When the home team really lets you down
Hello Destroyer
(out of 4) Starring Jared Abrahamson, Kurt Max Runte, Joe Dion Buffalo, Paul McGillion and Sara Canning. Written and directed by Kevan Funk. Opens Friday at TIFF Bell Lightbox. 110 minutes. 14A The tragic cliché of the heroic hockey enforcer is explored with art and impact in this powerful feature debut by Vancouver writer/director Kevan Funk.
Nominated for four Candys at this week’s Canadian Screen Awards, Best Motion Picture among them, Hello Destroyer brings documentary realism to the dramatic story of minor league bruiser Tyson Burr (Jared Abrahamson).
As a new recruit to the Prince George Warriors, Tyson is eager to please his meat-eating coach Dale Milbury (Kurt Max Runte), who counsels winning at all costs: “This is why we burn and bleed — to achieve greatness.” But when Tyson’s exuberance sends an opposing player to hospital with life-altering brain and spine injuries, the coach and other team officials shift from high-fiving to fingerpointing.
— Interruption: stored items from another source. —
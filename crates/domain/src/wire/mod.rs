//! DNS wire-format codec (RFC 1035).
//!
//! Decoding accepts compressed names but only follows pointers that target
//! a strictly earlier offset, so decompression always terminates. Encoding
//! never emits compression pointers; a round trip reproduces an equivalent
//! message, not identical bytes.

mod decoder;
mod encoder;
mod name;

pub use decoder::decode_message;
pub use encoder::{encode_message, encode_query, encode_record_canonical, encode_response_limited};
pub use name::{encode_name, encode_name_canonical, parse_name};

/// Classic DNS UDP payload bound; larger replies are truncated with TC set.
pub const MAX_UDP_PAYLOAD: usize = 512;

/// Upper bound on a DNS message carried over TCP (2-byte length prefix).
pub const MAX_TCP_MESSAGE_SIZE: usize = 65_535;

/// Fixed DNS header size.
pub const HEADER_LEN: usize = 12;
pub(crate) const MAX_LABEL_LENGTH: usize = 63;
pub(crate) const MAX_NAME_LENGTH: usize = 255;
pub(crate) const MAX_COMPRESSION_HOPS: usize = 32;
Tyson is put on “indefinite suspension” while lawyers shimmy.
“Indefinite” translates as the ostracizing of dazed Tyson, who is as inarticulate as he is ill-equipped to deal with public shunning. Abrahamson manifests his character’s grief with almost wordless self-loathing and a barely contained rage that recalls Casey Affleck in Manchester by the Sea.
Funk doesn’t stint on the loaded metaphors. Tyson spends his days in the wilderness working at an abbatoir and tearing down an old house, his interior torment underlined by cinematographer Benjamin Loeb’s artfully claustrophobic close-ups. The one person who befriends Tyson is an indigenous man (Joe Dion Buffalo), who understands social disenfranchisement all too well.
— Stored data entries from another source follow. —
use crate::dns::upstream::UpstreamPool;
use async_trait::async_trait;
use cinder_dns_application::ports::{DnsResolver, Resolution};
use cinder_dns_domain::{DnssecStatus, DomainError, Question};
use std::sync::Arc;

/// The bottom of the resolver stack: forwards every question to the
/// upstream pool. Upstream rcodes (including SERVFAIL) pass through as
/// answers; transport-level failures surface as errors.
pub struct ForwardingResolver {
    pool: Arc<UpstreamPool>,
}

impl ForwardingResolver {
    pub fn new(pool: Arc<UpstreamPool>) -> Self {
        Self { pool }
    }
}

#[async_trait]
impl DnsResolver for ForwardingResolver {
    async fn resolve(&self, question: &Question) -> Result<Resolution, DomainError> {
        let (message, url) = self.pool.forward(question).await?;
        Ok(Resolution::upstream(
            Arc::new(message),
            DnssecStatus::Unknown,
            url,
        ))
    }
}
It’s all legit, though, considering the circumstances. And Funk is equally capable of critical understatement, as when the concept of “home” turns hypocritical in scenes set before and after Tyson’s fall from grace.
Players are told by their coach that they have to loyally beat up the visiting opposing team because “It’s our house, for f---’s sake.” The fans expect it.
But when it all goes terribly wrong, remorseful Tyson is asked by the worried family billeting him to vacate the premises because “this is our home.” He might set a bad example to their young son, eh?
The film’s most powerful moment is completely inferred: a barely heard singing of “O Canada” at a televised hockey game seems sorrowful rather than triumphal.